(Stored items)
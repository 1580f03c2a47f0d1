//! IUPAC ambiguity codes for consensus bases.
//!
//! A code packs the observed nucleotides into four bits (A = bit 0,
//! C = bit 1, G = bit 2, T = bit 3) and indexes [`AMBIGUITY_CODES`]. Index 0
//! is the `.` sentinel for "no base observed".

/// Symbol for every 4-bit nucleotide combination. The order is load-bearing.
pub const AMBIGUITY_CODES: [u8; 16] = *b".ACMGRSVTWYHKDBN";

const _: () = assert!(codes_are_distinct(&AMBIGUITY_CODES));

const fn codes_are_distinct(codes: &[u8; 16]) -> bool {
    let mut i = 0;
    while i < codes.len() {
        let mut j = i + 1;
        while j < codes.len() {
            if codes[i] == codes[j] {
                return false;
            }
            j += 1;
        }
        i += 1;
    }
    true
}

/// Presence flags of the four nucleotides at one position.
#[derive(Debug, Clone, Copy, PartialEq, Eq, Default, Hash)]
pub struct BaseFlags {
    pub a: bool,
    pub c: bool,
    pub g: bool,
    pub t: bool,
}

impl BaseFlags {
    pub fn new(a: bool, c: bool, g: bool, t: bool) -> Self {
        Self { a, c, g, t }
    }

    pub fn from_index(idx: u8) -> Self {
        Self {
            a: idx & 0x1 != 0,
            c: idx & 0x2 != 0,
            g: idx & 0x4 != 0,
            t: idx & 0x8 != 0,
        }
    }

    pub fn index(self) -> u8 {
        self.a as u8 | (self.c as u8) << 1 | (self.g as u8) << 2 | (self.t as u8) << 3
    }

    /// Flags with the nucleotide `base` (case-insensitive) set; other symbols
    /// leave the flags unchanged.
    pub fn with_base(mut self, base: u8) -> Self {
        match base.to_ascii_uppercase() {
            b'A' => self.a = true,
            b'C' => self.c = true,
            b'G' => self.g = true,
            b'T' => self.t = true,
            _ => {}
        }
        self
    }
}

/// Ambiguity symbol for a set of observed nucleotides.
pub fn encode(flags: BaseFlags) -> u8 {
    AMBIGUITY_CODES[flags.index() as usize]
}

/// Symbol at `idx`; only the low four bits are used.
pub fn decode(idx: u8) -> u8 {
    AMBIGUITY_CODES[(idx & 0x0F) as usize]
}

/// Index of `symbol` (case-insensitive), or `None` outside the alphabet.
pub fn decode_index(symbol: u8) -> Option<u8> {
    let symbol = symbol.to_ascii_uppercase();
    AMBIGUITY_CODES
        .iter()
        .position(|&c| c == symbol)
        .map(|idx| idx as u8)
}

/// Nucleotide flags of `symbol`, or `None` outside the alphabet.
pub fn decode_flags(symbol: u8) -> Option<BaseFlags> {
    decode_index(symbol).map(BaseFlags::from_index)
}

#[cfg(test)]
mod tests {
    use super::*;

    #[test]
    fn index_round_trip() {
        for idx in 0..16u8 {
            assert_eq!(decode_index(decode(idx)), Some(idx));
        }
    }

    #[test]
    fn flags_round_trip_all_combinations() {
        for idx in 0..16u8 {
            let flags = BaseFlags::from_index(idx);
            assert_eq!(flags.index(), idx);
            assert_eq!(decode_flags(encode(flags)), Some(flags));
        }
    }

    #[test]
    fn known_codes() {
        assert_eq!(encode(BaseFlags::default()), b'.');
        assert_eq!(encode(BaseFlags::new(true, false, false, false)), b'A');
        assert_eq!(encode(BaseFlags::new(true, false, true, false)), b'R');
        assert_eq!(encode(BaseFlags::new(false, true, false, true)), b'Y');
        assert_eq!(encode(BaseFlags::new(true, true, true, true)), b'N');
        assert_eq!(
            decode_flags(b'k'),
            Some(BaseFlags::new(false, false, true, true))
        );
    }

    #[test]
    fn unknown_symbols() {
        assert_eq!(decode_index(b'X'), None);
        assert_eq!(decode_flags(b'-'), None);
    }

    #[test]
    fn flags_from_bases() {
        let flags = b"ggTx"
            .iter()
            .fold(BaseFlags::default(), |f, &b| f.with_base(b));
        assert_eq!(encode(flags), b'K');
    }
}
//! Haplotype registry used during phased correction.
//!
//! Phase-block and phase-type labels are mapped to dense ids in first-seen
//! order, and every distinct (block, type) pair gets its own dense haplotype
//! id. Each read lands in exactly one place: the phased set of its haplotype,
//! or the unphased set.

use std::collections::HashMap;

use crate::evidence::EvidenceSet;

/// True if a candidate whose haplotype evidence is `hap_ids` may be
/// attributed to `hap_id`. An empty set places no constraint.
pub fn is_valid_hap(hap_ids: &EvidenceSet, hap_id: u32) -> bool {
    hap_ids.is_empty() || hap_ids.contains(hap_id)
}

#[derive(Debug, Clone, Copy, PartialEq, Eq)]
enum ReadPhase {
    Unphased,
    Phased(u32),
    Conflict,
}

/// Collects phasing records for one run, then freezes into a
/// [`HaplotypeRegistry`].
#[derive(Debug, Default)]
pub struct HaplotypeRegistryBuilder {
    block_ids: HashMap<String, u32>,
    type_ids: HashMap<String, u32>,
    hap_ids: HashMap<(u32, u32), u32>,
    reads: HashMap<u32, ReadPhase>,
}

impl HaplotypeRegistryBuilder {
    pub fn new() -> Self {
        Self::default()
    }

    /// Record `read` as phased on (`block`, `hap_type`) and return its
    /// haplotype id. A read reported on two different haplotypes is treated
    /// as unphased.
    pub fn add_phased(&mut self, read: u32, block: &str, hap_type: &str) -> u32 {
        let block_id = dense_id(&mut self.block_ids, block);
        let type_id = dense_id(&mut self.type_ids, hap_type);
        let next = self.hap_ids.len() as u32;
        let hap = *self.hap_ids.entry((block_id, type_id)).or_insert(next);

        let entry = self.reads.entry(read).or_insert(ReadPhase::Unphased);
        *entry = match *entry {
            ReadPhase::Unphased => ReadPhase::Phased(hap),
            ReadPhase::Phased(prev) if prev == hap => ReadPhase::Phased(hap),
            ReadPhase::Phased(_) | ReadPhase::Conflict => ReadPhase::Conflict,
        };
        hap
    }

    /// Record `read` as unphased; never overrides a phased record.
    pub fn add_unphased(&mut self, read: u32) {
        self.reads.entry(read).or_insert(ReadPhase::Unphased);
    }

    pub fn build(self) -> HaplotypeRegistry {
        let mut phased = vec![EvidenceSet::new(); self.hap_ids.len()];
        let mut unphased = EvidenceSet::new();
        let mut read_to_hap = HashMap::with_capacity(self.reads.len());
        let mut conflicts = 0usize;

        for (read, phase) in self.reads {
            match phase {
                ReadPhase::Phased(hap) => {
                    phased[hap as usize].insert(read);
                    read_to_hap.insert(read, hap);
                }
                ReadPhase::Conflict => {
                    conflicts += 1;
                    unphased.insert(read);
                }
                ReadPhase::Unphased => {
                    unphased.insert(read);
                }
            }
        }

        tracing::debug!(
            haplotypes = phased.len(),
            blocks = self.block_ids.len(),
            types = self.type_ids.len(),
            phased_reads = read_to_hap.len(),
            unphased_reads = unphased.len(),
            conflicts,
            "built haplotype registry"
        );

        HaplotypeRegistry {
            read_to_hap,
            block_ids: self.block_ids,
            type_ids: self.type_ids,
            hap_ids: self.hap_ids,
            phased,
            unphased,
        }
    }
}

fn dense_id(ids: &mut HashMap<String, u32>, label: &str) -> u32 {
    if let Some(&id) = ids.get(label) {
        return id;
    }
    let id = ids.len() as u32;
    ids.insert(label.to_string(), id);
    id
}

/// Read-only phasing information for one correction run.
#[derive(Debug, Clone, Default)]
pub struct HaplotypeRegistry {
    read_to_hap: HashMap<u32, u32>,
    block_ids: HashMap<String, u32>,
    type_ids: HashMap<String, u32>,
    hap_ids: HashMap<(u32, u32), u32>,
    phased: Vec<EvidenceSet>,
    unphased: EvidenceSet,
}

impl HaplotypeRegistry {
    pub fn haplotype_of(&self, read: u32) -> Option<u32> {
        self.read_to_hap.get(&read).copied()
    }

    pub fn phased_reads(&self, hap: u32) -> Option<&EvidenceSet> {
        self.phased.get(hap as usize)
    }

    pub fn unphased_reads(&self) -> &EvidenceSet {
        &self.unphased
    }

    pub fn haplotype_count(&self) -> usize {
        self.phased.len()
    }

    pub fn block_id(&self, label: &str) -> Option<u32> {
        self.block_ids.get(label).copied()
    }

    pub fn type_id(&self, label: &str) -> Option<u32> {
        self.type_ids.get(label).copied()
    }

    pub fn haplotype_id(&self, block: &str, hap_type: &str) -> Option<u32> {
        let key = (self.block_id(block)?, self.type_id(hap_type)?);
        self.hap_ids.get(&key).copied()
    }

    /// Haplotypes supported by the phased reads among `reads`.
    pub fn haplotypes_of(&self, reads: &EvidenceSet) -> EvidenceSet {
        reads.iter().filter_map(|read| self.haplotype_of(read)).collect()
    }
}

TASK ->
Among the lines of the data above, find those with the word "Clone" and show them.

TASK SOLUTION ->
#[derive(Debug, Clone, Copy, PartialEq, Eq, Default, Hash)]
#[derive(Debug, Clone, Copy, PartialEq, Eq)]
#[derive(Debug, Clone, Default)]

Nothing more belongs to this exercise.